Calley looked him over. “Are you sure that jurisprudence isn’t your true vocation of choice? You could set up shop in a handsome leather-lined office and defend poisoners and embezzlers and Irish politicians caught with their thumbs in the pie, and charge handsomely for your services, and buy more stocks. And racehorses. Have you ever considered a career as a lawyer?”
“Or perhaps I might become a clergyman and collect sordid rumors from lazy degenerates and aspiring blackmailers, and get up my own little Protestant inquisition,” Simion suggested. This well-placed blow was felt as he intended—he saw Porter turn paste-white at his audacity.
“Take your fast-talking, caviling self out of this room and tell Professor Klionarios to come in here, and wait outside until you’re called. And don’t try to recapitulate this conversation to him.”
“They want you,” Simion said to Dori. “You’ll have to think on your feet—they’re not playing, they’re going for blood.” Once alone, he slumped onto the divan, feeling with his palm the heat of Doriskos’s body there. His throat was suddenly fever-dry. He sighted a dusty carafe on an end-table, but it was empty—not even an inch of stale water for the captives’ throats.
“Well?” Porter asked blandly when Doriskos re-entered.
“What does young Mr. Satterwhite tell you?” Calley amiably asked.
“He says I’ll have to think on my feet.”
“Very sharp of him,” said Porter. “No doubt you know all about young Mr. Satterwhite’s desire to attend the Sheffield School of Medicine over the next th
ree years. His ability to do so will depend upon your response.”
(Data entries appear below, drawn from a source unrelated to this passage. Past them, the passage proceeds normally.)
impl Timeline {
    pub fn new(config: TimelineConfig) -> Self {
        Self {
            dataset: None,
            container: None,
            height: config.initial_height,
            theme: Theme::default(),
            options: LayoutOptions::default(),
            layout: Layout::default(),
            viewport: ViewportController::new(&config),
            gestures: GestureRecognizer::new(config.drag_threshold),
            resize: Debouncer::new(config.resize_debounce_ms),
            paint: PaintQueue::new(),
            frame_wanted: false,
            hover: HoverTracker::new(),
            config,
        }
    }

    pub fn config(&self) -> &TimelineConfig {
        &self.config
    }

    pub fn layout(&self) -> &Layout {
        &self.layout
    }

    pub fn commands(&self) -> &[RenderCommand] {
        &self.layout.commands
    }

    pub fn viewport(&self) -> &ViewportController {
        &self.viewport
    }

    pub fn dataset(&self) -> Option<&Dataset> {
        self.dataset.as_ref()
    }

    pub fn height(&self) -> f64 {
        self.height
    }

    pub fn theme(&self) -> Theme {
        self.theme
    }

    pub fn transform(&self) -> ViewTransform {
        self.viewport.transform()
    }

    /// Size the canvas is viewed through: container width by the chosen
    /// timeline height.
    fn surface(&self) -> Result<Size, TimelineError> {
        match self.container {
            Some(container) => Ok(Size::new(container.width, self.height)),
            None => {
                log::error!("{}", TimelineError::MissingSurface);
                Err(TimelineError::MissingSurface)
            }
        }
    }

    fn queue_paint(&mut self) {
        if self.paint.request(self.viewport.transform()) {
            self.frame_wanted = true;
        }
    }

    /// Whether the host must schedule an animation frame. Cleared on read.
    pub fn take_frame_request(&mut self) -> bool {
        std::mem::take(&mut self.frame_wanted)
    }

    /// Animation frame callback: the transform to paint, if one is pending.
    pub fn frame(&mut self) -> Option<ViewTransform> {
        self.paint.take()
    }

    // -- data & surface ----------------------------------------------------

    /// Deliver the loaded data. Layout runs from here on.
    pub fn set_dataset(&mut self, dataset: Dataset) -> Result<Option<SettleReport>, TimelineError> {
        log::info!(
            "dataset: {} people, {} discoveries, {} events",
            dataset.people.len(),
            dataset.discoveries.len(),
            dataset.events.len()
        );
        self.dataset = Some(dataset);
        self.refresh()
    }

    /// Attach (or re-measure) the container without debouncing.
    pub fn attach(&mut self, container: Size) -> Result<Option<SettleReport>, TimelineError> {
        self.container = Some(container);
        self.relayout()
    }

    pub fn detach(&mut self) {
        self.container = None;
        self.gestures.cancel();
        self.resize.cancel();
    }

    /// Window resize: remember the new size and re-layout once resizing
    /// has been quiet for the debounce delay (see [`Self::poll`]).
    pub fn on_resize(&mut self, container: Size, now: f64) -> f64 {
        self.container = Some(container);
        self.resize.trigger(now)
    }

    /// Drive pending timers. Returns the settle report of a debounced
    /// re-layout when one ran.
    pub fn poll(&mut self, now: f64) -> Option<SettleReport> {
        if !self.resize.poll(now) {
            return None;
        }
        self.relayout().ok().flatten()
    }

    /// Re-layout if a surface is attached; settings changed before that
    /// simply take effect on attach.
    fn refresh(&mut self) -> Result<Option<SettleReport>, TimelineError> {
        if self.container.is_none() {
            return Ok(None);
        }
        self.relayout()
    }

    /// Full re-layout and re-settle. `Ok(None)` while the data has not
    /// arrived yet.
    pub fn relayout(&mut self) -> Result<Option<SettleReport>, TimelineError> {
        let surface = self.surface()?;
        let Some(dataset) = &self.dataset else {
            log::debug!("layout deferred until data is loaded");
            return Ok(None);
        };
        self.layout = compute_layout(dataset, &self.config, surface, &self.options);
        self.hover = HoverTracker::new();
        self.viewport.set_viewport_size(surface);
        self.viewport.set_content_size(self.layout.canvas);
        let report = self.viewport.settle();
        self.queue_paint();
        Ok(Some(report))
    }

    // -- controls ----------------------------------------------------------

    /// Grow or shrink the timeline by `steps` height increments.
    pub fn adjust_height(&mut self, steps: i32) -> Result<Option<SettleReport>, TimelineError> {
        let height = (self.height + f64::from(steps) * self.config.height_step)
            .max(self.config.min_height)
            .min(self.config.max_height);
        self.set_height(height)
    }

    pub fn set_height(&mut self, height: f64) -> Result<Option<SettleReport>, TimelineError> {
        self.surface()?;
        self.height = height.max(self.config.min_height).min(self.config.max_height);
        self.relayout()
    }

    pub fn set_layers(&mut self, layers: LayerToggles) -> Result<Option<SettleReport>, TimelineError> {
        self.options.layers = layers;
        self.refresh()
    }

    pub fn set_portrait_style(
        &mut self,
        style: PortraitStyle,
    ) -> Result<Option<SettleReport>, TimelineError> {
        self.options.portrait_style = style;
        self.refresh()
    }

    /// Switch theme; the default portrait follows it.
    pub fn set_theme(&mut self, theme: Theme) -> Result<Option<SettleReport>, TimelineError> {
        self.theme = theme;
        self.options.default_portrait = theme.default_portrait().into();
        self.refresh()
    }

    fn zoom_with(
        &mut self,
        op: impl FnOnce(&mut ViewportController) -> bool,
    ) -> Result<SettleReport, TimelineError> {
        self.surface()?;
        op(&mut self.viewport);
        let report = self.viewport.settle();
        self.queue_paint();
        Ok(report)
    }

    pub fn zoom_in(&mut self) -> Result<SettleReport, TimelineError> {
        self.zoom_with(ViewportController::zoom_in)
    }

    pub fn zoom_out(&mut self) -> Result<SettleReport, TimelineError> {
        self.zoom_with(ViewportController::zoom_out)
    }

    pub fn set_zoom_percent(&mut self, percent: f64) -> Result<SettleReport, TimelineError> {
        self.zoom_with(|vp| vp.set_zoom_percent(percent))
    }

    pub fn reset_zoom(&mut self) -> Result<SettleReport, TimelineError> {
        self.surface()?;
        let report = self.viewport.reset();
        self.queue_paint();
        Ok(report)
    }

    // -- input -------------------------------------------------------------

    pub fn wheel(&mut self, input: &WheelInput) -> Result<Option<SettleReport>, TimelineError> {
        self.surface()?;
        let report = apply_wheel(
            input,
            &mut self.viewport,
            self.config.zoom_step,
            self.config.wheel_pan_cap,
        );
        if report.is_some() {
            self.queue_paint();
        }
        Ok(report)
    }

    fn after_gesture(&mut self, response: GestureResponse) -> GestureResponse {
        if response.moved {
            self.queue_paint();
        }
        response
    }

    pub fn pointer_down(&mut self, pos: Point, on_interactive: bool) -> Result<(), TimelineError> {
        self.surface()?;
        self.gestures.pointer_down(pos, on_interactive, &self.viewport);
        Ok(())
    }

    pub fn pointer_move(&mut self, pos: Point) -> GestureResponse {
        let response = self.gestures.pointer_move(pos, &mut self.viewport);
        self.after_gesture(response)
    }

    pub fn pointer_up(&mut self) -> GestureResponse {
        let response = self.gestures.pointer_up(&mut self.viewport);
        self.after_gesture(response)
    }

    pub fn pointer_leave(&mut self, buttons_held: bool) -> GestureResponse {
        let response = self.gestures.pointer_leave(buttons_held, &mut self.viewport);
        self.after_gesture(response)
    }

    pub fn touch_start(
        &mut self,
        touches: &[Point],
        on_interactive: bool,
    ) -> Result<GestureResponse, TimelineError> {
        self.surface()?;
        Ok(self.gestures.touch_start(touches, on_interactive, &self.viewport))
    }

    pub fn touch_move(&mut self, touches: &[Point]) -> GestureResponse {
        let response = self.gestures.touch_move(touches, &mut self.viewport);
        self.after_gesture(response)
    }

    pub fn touch_end(&mut self, remaining: &[Point]) -> GestureResponse {
        let response = self.gestures.touch_end(remaining, &mut self.viewport);
        self.after_gesture(response)
    }

    // -- item signals ------------------------------------------------------

    /// The surface reports the item under the pointer (or none).
    pub fn hover(&mut self, key: Option<&ItemKey>) -> HighlightChange {
        self.hover.update(key, &self.layout.highlights)
    }

    /// An item was clicked or tapped.
    pub fn activate(&self, key: &ItemKey) -> Option<Detail> {
        let dataset = self.dataset.as_ref()?;
        detail_for(key, dataset, &self.options.default_portrait)
    }

    /// The current layout as a standalone SVG document at scale 1.
    pub fn export_svg(&self) -> String {
        render_svg(&self.layout.commands, self.layout.canvas, self.theme)
    }

    /// What the viewport currently shows: the layout under the settled pan
    /// and zoom, at the viewport size.
    pub fn export_view_svg(&self) -> Result<String, TimelineError> {
        let viewport = self.surface()?;
        let mut commands = Vec::with_capacity(self.layout.commands.len() + 2);
        commands.push(self.transform().command());
        commands.extend(self.layout.commands.iter().cloned());
        commands.push(RenderCommand::PopTransform);
        Ok(render_svg(&commands, viewport, self.theme))
    }
}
“His grades already entitle him to a place there. It’s nothing to do with me.”
“Ah, yes, entitlement. He has quite a handsome concept of personal entitlement, that young man. And I see that you have it on his behalf, as well. However, the acceptances have not yet been sent out, and if I am not quite sure that you will have nothing more to do with him nor he with you during his time at the Medical School, he won’t be getting his. I’ll repeat to you the conditions that I quoted to him—he must be out of your house posthaste, and you and he will not so much as speak to one another on the grounds of this institution or in this town over the three years that it will take him to earn his medical diploma. Nor will either of you do anything else anywhere else that will cast opprobrium on this institution. You, for your part, will decline the Canova Prize, have the publicity suppressed at your own expense, and have the goodness not to produce any other representations of naked undergraduates during your time here. If all these conditions are met, he will get his acceptance to the Medical School, however much I might wish that he’d continue his education elsewhere, and you will be safe from legal investigation unless you do something else to warrant it.”
“I couldn’t presume to speak for him,” said Doriskos, feeling their damnation settle on him like a fine sharp dust. “I must consult with him.”
“I give no permission—”
“I’m going to ask him anyway. Excuse me,” said Dori. He stepped out and closed the door.
In their sweaty lair behind that door, Porter and Buckleigh and Calley heard what was said on the other side of it.
“You’re asking me? You go in there and tell them Hell no! Why d’you need to ask me anything? Do you think I’d barter your fame and your future for an acceptance to their medical school? They already gave me a chance, and I didn’t! You go in there and tell them to stick their offer in their gummy old ears and shove until it comes out the other side!”